Over the years, in various Bosnian villages near Srebrenica, most of the remains of Muslims killed in July 1995 have been found in various mass graves. Victims to whom, thanks to DNA analysis, it was possible to give a name.
During those days, the 600 UN peacekeepers did not intervene. Mladic and the then president of the Serbian republic of Bosnia, Radovan Karadžić they were only arrested several years after the massacre. We must arrive to 2004 to see the admission of responsibility towards everything that has been by Serbia. Yet there are still those, like Russia, who have vetoed the word genocide in reference to these facts.
The survivor of Srebrenica and the sentence on Mladic
26 years after the Srebenica massacre, in June 2021, the Hague Tribunal confirmed the life imprisonment of the former Bosnian Serb army general, Ratko Mladic, believed to be responsible for the genocide. This verdict did justice to what is unanimously considered to be the most serious and atrocious episode of violence in Europe after the Second World War.

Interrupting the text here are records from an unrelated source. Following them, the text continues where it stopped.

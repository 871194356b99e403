//! Prometheus metrics.

use axum::{body::Body, http::Request, response::Response};
use lazy_static::lazy_static;
use prometheus::{self, Encoder, HistogramOpts, HistogramVec, IntCounterVec, Opts, Registry};
use tracing::Span;

lazy_static! {
    // Registry for holding metric state
    pub static ref REGISTRY: Registry = Registry::new();
    // Simple request counter
    pub static ref INCOMING_REQUESTS: IntCounterVec = IntCounterVec::new(
        Opts::new("incoming_requests", "The number of HTTP requests received"),
        &["http_method"]
    ).unwrap();
    // Request counter by status code
    pub static ref RESPONSE_CODE_COLLECTOR: IntCounterVec = IntCounterVec::new(
        Opts::new("outgoing_response", "The number of responses sent."),
        &["status_code"]
    ).unwrap();
    // Request histogram by response time
    pub static ref RESPONSE_TIME_COLLECTOR: HistogramVec = HistogramVec::new(
        HistogramOpts{
            common_opts: Opts::new("response_time", "The time taken to respond to each request"),
            buckets: prometheus::DEFAULT_BUCKETS.to_vec(), // Change buckets here if desired
        },
        &[],
    ).unwrap();
    // Object store calls by operation and outcome
    pub static ref STORE_CALLS: IntCounterVec = IntCounterVec::new(
        Opts::new("object_store_calls", "The number of object store calls made"),
        &["operation", "outcome"]
    ).unwrap();
}

/// Register all metrics with [REGISTRY]. Call once at startup.
pub fn register_metrics() {
    REGISTRY
        .register(Box::new(INCOMING_REQUESTS.clone()))
        .unwrap();
    REGISTRY
        .register(Box::new(RESPONSE_CODE_COLLECTOR.clone()))
        .unwrap();
    REGISTRY
        .register(Box::new(RESPONSE_TIME_COLLECTOR.clone()))
        .unwrap();
    REGISTRY.register(Box::new(STORE_CALLS.clone())).unwrap();
}

/// Render the registry in the Prometheus text format.
pub async fn metrics_handler() -> String {
    let encoder = prometheus::TextEncoder::new();
    let mut buffer = Vec::new();

    if let Err(err) = encoder.encode(&REGISTRY.gather(), &mut buffer) {
        tracing::error!(error = %err, "failed to encode metrics");
    }

    String::from_utf8_lossy(&buffer).into_owned()
}

/// Increments the prometheus counter on all incoming requests, labelled by http method
pub fn request_counter(request: &Request<Body>, _span: &Span) {
    INCOMING_REQUESTS
        .with_label_values(&[&request.method().to_string().to_ascii_uppercase()])
        .inc();
}

/// Increment the prometheus counter on all outgoing responses, labelled by status code
pub fn record_response_metrics<B>(
    response: &Response<B>,
    latency: std::time::Duration,
    _span: &Span,
) {
    RESPONSE_CODE_COLLECTOR
        .with_label_values(&[response.status().as_str()])
        .inc();

    RESPONSE_TIME_COLLECTOR
        .with_label_values(&[])
        .observe(latency.as_secs_f64());
}
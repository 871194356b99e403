//! Read-only object store interface.

use crate::error::AirwatchError;
use crate::models::ObjectSummary;

use async_trait::async_trait;
use bytes::Bytes;

/// Object store trait.
///
/// Defines the three read operations the service performs against the store. A single
/// implementation is constructed at startup and shared by every request.
///
/// # Methods
/// * `list_objects`: List up to `max_keys` objects under a prefix.
/// * `get_object`: Download the body of an object.
/// * `head_object`: Check whether an object exists without transferring its body.
#[async_trait]
pub trait ObjectStore: Send + Sync {
    /// List objects whose key starts with `prefix`.
    ///
    /// Only the first page is returned. Keys are in the store's lexicographic order.
    ///
    /// # Arguments
    ///
    /// * `prefix`: Key prefix, usually ending in `/`
    /// * `max_keys`: Page size bound
    async fn list_objects(
        &self,
        prefix: &str,
        max_keys: i32,
    ) -> Result<Vec<ObjectSummary>, AirwatchError>;

    /// Download an object.
    ///
    /// Fails with [AirwatchError::ObjectNotFound] when the key does not exist.
    ///
    /// # Arguments
    ///
    /// * `key`: Object key
    async fn get_object(&self, key: &str) -> Result<Bytes, AirwatchError>;

    /// Returns true if the object exists.
    ///
    /// # Arguments
    ///
    /// * `key`: Object key
    async fn head_object(&self, key: &str) -> Result<bool, AirwatchError>;
}
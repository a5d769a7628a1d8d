use std::ops::Range;

use serde::{Deserialize, Serialize};

use crate::contract::ValidationError;

#[derive(Debug, Clone, Serialize, Deserialize, PartialEq, Eq)]
pub struct Partition {
    pub chunk_id: usize,
    pub start_index: usize,
    pub end_index_exclusive: usize,
}

impl Partition {
    pub fn len(&self) -> usize {
        self.end_index_exclusive - self.start_index
    }

    pub fn is_empty(&self) -> bool {
        self.len() == 0
    }

    pub fn range(&self) -> Range<usize> {
        self.start_index..self.end_index_exclusive
    }
}

/// Splits `total` items into at most `branching_factor` contiguous chunks of
/// `ceil(total / min(branching_factor, total))` items. The trailing chunk may
/// be shorter; chunks that would be empty are not emitted.
pub fn plan_partitions(
    total: usize,
    branching_factor: usize,
) -> Result<Vec<Partition>, ValidationError> {
    if branching_factor == 0 {
        return Err(ValidationError::new(
            "branching_factor must be a positive integer",
        ));
    }
    if total == 0 {
        return Err(ValidationError::new("No targets to partition"));
    }

    let branch_count = branching_factor.min(total);
    let chunk_size = total.div_ceil(branch_count);
    let partitions = fixed_size_partitions(total, chunk_size);

    if partitions.len() > branching_factor {
        return Err(ValidationError::new(format!(
            "Computed chunk count {} exceeds branching_factor={branching_factor}",
            partitions.len()
        )));
    }
    validate_partitions(total, &partitions)?;
    Ok(partitions)
}

/// Splits `total` items into admission windows of `per_window` items, or a
/// single window when admission control is off.
pub fn plan_windows(
    total: usize,
    per_window: Option<usize>,
) -> Result<Vec<Partition>, ValidationError> {
    if total == 0 {
        return Err(ValidationError::new("No targets to partition"));
    }

    let chunk_size = match per_window {
        Some(0) => {
            return Err(ValidationError::new(
                "per_window must be a positive integer",
            ));
        }
        Some(size) => size,
        None => total,
    };

    let partitions = fixed_size_partitions(total, chunk_size);
    validate_partitions(total, &partitions)?;
    Ok(partitions)
}

fn fixed_size_partitions(total: usize, chunk_size: usize) -> Vec<Partition> {
    (0..total)
        .step_by(chunk_size)
        .enumerate()
        .map(|(chunk_id, start_index)| Partition {
            chunk_id,
            start_index,
            end_index_exclusive: (start_index + chunk_size).min(total),
        })
        .collect()
}

fn validate_partitions(total: usize, partitions: &[Partition]) -> Result<(), ValidationError> {
    if partitions.is_empty() {
        return Err(ValidationError::new("No targets to partition"));
    }

    if partitions[0].start_index != 0
        || partitions[partitions.len() - 1].end_index_exclusive != total
    {
        return Err(ValidationError::new(
            "Chunk boundaries do not cover the full batch",
        ));
    }

    for idx in 1..partitions.len() {
        if partitions[idx - 1].end_index_exclusive != partitions[idx].start_index {
            return Err(ValidationError::new(
                "Chunk boundaries overlap or leave gaps",
            ));
        }
    }

    if partitions.iter().any(Partition::is_empty) {
        return Err(ValidationError::new("Chunk plan contains an empty chunk"));
    }

    Ok(())
}
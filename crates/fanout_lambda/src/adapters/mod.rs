pub mod invoke;
pub mod transport;
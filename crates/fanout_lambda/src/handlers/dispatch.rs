//! The recursive dispatch worker.
//!
//! One invocation either fetches its whole batch directly or splits it into
//! at most `branching_factor` chunks and hands each chunk to a freshly
//! addressed child worker, then merges the children's outcome maps. Nothing
//! escapes the worker boundary: orchestration errors and panics become a
//! failed reply that still accounts for every target in the batch.

use std::any::Any;
use std::panic::AssertUnwindSafe;
use std::sync::atomic::{AtomicUsize, Ordering};
use std::sync::Arc;

use futures::future::join_all;
use futures::FutureExt;
use serde_json::json;
use tokio::time::Instant;

use crate::adapters::invoke::WorkerInvoker;
use crate::adapters::transport::Transport;
use crate::handlers::leaf::execute_batch;
use crate::handlers::retry::{retry_with_backoff, AttemptOutcome};
use crate::runtime::config::DispatchConfig;
use crate::runtime::contract::{
    Target, ValidationError, WorkerPayload, WorkerReply, MAX_TREE_DEPTH,
};
use crate::runtime::outcome::{
    dispatch_failed_key, is_retryable_status, merge, OutcomeMap, INTERNAL_FAILURE_KEY,
};
use crate::runtime::partition::plan_partitions;
use crate::telemetry::{log_error, log_info, log_warn};

/// Collaborators available to one worker invocation.
#[derive(Clone)]
pub struct WorkerRuntime {
    pub transport: Arc<dyn Transport>,
    pub invoker: Arc<dyn WorkerInvoker>,
}

impl WorkerRuntime {
    pub fn new(transport: Arc<dyn Transport>, invoker: Arc<dyn WorkerInvoker>) -> Self {
        Self { transport, invoker }
    }
}

#[derive(Debug, Clone, Copy, PartialEq, Eq)]
pub enum WorkerMode {
    Direct,
    Recursive,
}

pub fn select_mode(batch_len: usize, config: &DispatchConfig) -> WorkerMode {
    if batch_len <= config.base_case_threshold {
        WorkerMode::Direct
    } else {
        WorkerMode::Recursive
    }
}

pub async fn handle_worker_payload(payload: WorkerPayload, runtime: WorkerRuntime) -> WorkerReply {
    let started_at = Instant::now();
    let batch_len = payload.targets.len();
    log_info(
        "dispatch_worker",
        "worker_started",
        json!({
            "run_id": payload.run_id.clone(),
            "worker_handle": payload.worker_handle.as_str(),
            "depth": payload.depth,
            "batch_size": batch_len,
        }),
    );

    let result = AssertUnwindSafe(run_worker(&payload, &runtime))
        .catch_unwind()
        .await;

    let failure = match result {
        Ok(Ok(outcomes)) => {
            log_info(
                "dispatch_worker",
                "worker_completed",
                json!({
                    "run_id": payload.run_id.clone(),
                    "worker_handle": payload.worker_handle.as_str(),
                    "depth": payload.depth,
                    "batch_size": batch_len,
                    "duration_ms": started_at.elapsed().as_millis(),
                    "outcomes": outcomes.clone(),
                }),
            );
            return WorkerReply::completed(outcomes);
        }
        Ok(Err(error)) => error.message().to_string(),
        Err(panic_payload) => format!("worker panicked: {}", panic_message(panic_payload.as_ref())),
    };

    log_error(
        "dispatch_worker",
        "worker_failed",
        json!({
            "run_id": payload.run_id.clone(),
            "worker_handle": payload.worker_handle.as_str(),
            "depth": payload.depth,
            "batch_size": batch_len,
            "duration_ms": started_at.elapsed().as_millis(),
            "error": failure,
        }),
    );
    WorkerReply::failed(OutcomeMap::single(INTERNAL_FAILURE_KEY, batch_len as u64))
}

async fn run_worker(
    payload: &WorkerPayload,
    runtime: &WorkerRuntime,
) -> Result<OutcomeMap, ValidationError> {
    if payload.targets.is_empty() {
        return Ok(OutcomeMap::new());
    }

    if payload.depth > MAX_TREE_DEPTH {
        return Err(ValidationError::new(format!(
            "Worker depth {} exceeds MAX_TREE_DEPTH={MAX_TREE_DEPTH}",
            payload.depth
        )));
    }
    payload.config.validate()?;

    match select_mode(payload.targets.len(), &payload.config) {
        WorkerMode::Direct => Ok(execute_batch(
            runtime.transport.as_ref(),
            &payload.targets,
            &payload.config,
        )
        .await),
        WorkerMode::Recursive => fan_out(payload, runtime).await,
    }
}

async fn fan_out(
    payload: &WorkerPayload,
    runtime: &WorkerRuntime,
) -> Result<OutcomeMap, ValidationError> {
    let partitions = plan_partitions(payload.targets.len(), payload.config.branching_factor)?;
    let in_flight = AtomicUsize::new(0);

    let children = partitions.iter().map(|partition| {
        dispatch_child(
            payload,
            &payload.targets[partition.range()],
            runtime.invoker.as_ref(),
            &in_flight,
        )
    });

    Ok(merge(join_all(children).await))
}

/// Dispatches one chunk, re-addressing a new child on every retry.
async fn dispatch_child(
    parent: &WorkerPayload,
    chunk: &[Target],
    invoker: &dyn WorkerInvoker,
    in_flight: &AtomicUsize,
) -> OutcomeMap {
    let config = &parent.config;
    let policy = config.backoff_policy();
    let chunk_len = chunk.len();

    let result = retry_with_backoff(
        &policy,
        config.max_retries,
        |_attempt| {
            let child = parent.child(chunk.to_vec());
            async move {
                in_flight.fetch_add(1, Ordering::SeqCst);
                let reply = invoker.invoke(child).await;
                in_flight.fetch_sub(1, Ordering::SeqCst);

                match reply {
                    Ok(reply)
                        if reply.is_complete(chunk_len) || reply.is_accounted_failure(chunk_len) =>
                    {
                        AttemptOutcome::Done(reply.outcomes)
                    }
                    Ok(reply) if reply.is_ok() => AttemptOutcome::Retry(format!(
                        "Miscounted reply: {} of {chunk_len}",
                        reply.outcomes.total()
                    )),
                    Ok(reply) if is_retryable_status(reply.status_code) => {
                        AttemptOutcome::Retry(format!("Rate limited: {}", reply.status_code))
                    }
                    Ok(reply) => AttemptOutcome::Retry(format!("Other status: {}", reply.status_code)),
                    Err(error) => AttemptOutcome::Retry(error.to_string()),
                }
            }
        },
        || in_flight.load(Ordering::SeqCst),
        |state, reason| {
            log_warn(
                "dispatch_worker",
                "dispatch_retry",
                json!({
                    "run_id": parent.run_id.clone(),
                    "parent_handle": parent.worker_handle.as_str(),
                    "chunk_size": chunk_len,
                    "attempt": state.attempt,
                    "delay_ms": state.last_delay.as_millis(),
                    "reason": reason,
                }),
            );
        },
    )
    .await;

    match result {
        Ok(outcomes) => outcomes,
        Err(exhausted) => {
            log_error(
                "dispatch_worker",
                "dispatch_exhausted",
                json!({
                    "run_id": parent.run_id.clone(),
                    "parent_handle": parent.worker_handle.as_str(),
                    "chunk_size": chunk_len,
                    "attempts": exhausted.attempts,
                    "last_reason": exhausted.last_reason.clone(),
                }),
            );
            OutcomeMap::single(dispatch_failed_key(&exhausted.last_reason), chunk_len as u64)
        }
    }
}

fn panic_message(panic: &(dyn Any + Send)) -> String {
    if let Some(message) = panic.downcast_ref::<&str>() {
        (*message).to_string()
    } else if let Some(message) = panic.downcast_ref::<String>() {
        message.clone()
    } else {
        "unknown panic payload".to_string()
    }
}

Years have passed, thousands of days of trials and over 90 convictions, and all those dead can rest in peace now that the “Executioner”, thus renamed, is behind bars and will remain until the end of his days. But there are also those who use that sentence to go back to the past and reopen unresolved accounts, and those who, on the other hand, do not recognize themselves in the decisions of The Hague because they are “proud of the Serbian Republic”.
There are those, however, who roll a sigh of relief seeing one of the ugliest chapters of Europe close, like Semso Osmanòvic who experienced that massacre on his skin. He is one of the survivors of the Srebrenica massacre. He was 13 at the time, and when the soldiers arrived in the city, his mom managed to rescue him along with his sister. In 1999 he arrived in Italy and is now a professor of sociology at the University of Trieste.
“Justice has been done. Finally after 25 years I can go back to Srebrenica, to my home, to my town. I can also say that I feel reborn after this sentence “- Semso Osmanòvic declared in an interview with Vatican News – “It has been a long time, but the International Court has shown that no one is above the law, no one can commit genocide, escape and not be punished for his crimes. As for Bosnia it is a strong message from the international community for reconciliation, peace and the future ”.
Semso Osmanòvic declared that, finally, he will be able to return to Bosnia, to Srebrenica, where he has always imagined his future: “I could not live in Srebrenica before the sentence and see every day those who killed my grandfather, my brother, my friends closest and relatives ”- he confessed -“ I did not see my future in Srebrenica. Now yes. It will be a long process. 25 years have passed, but it will take a few more years for peace to be achieved in Bosnia and full trust among the peoples of Bosnia and among the people ”.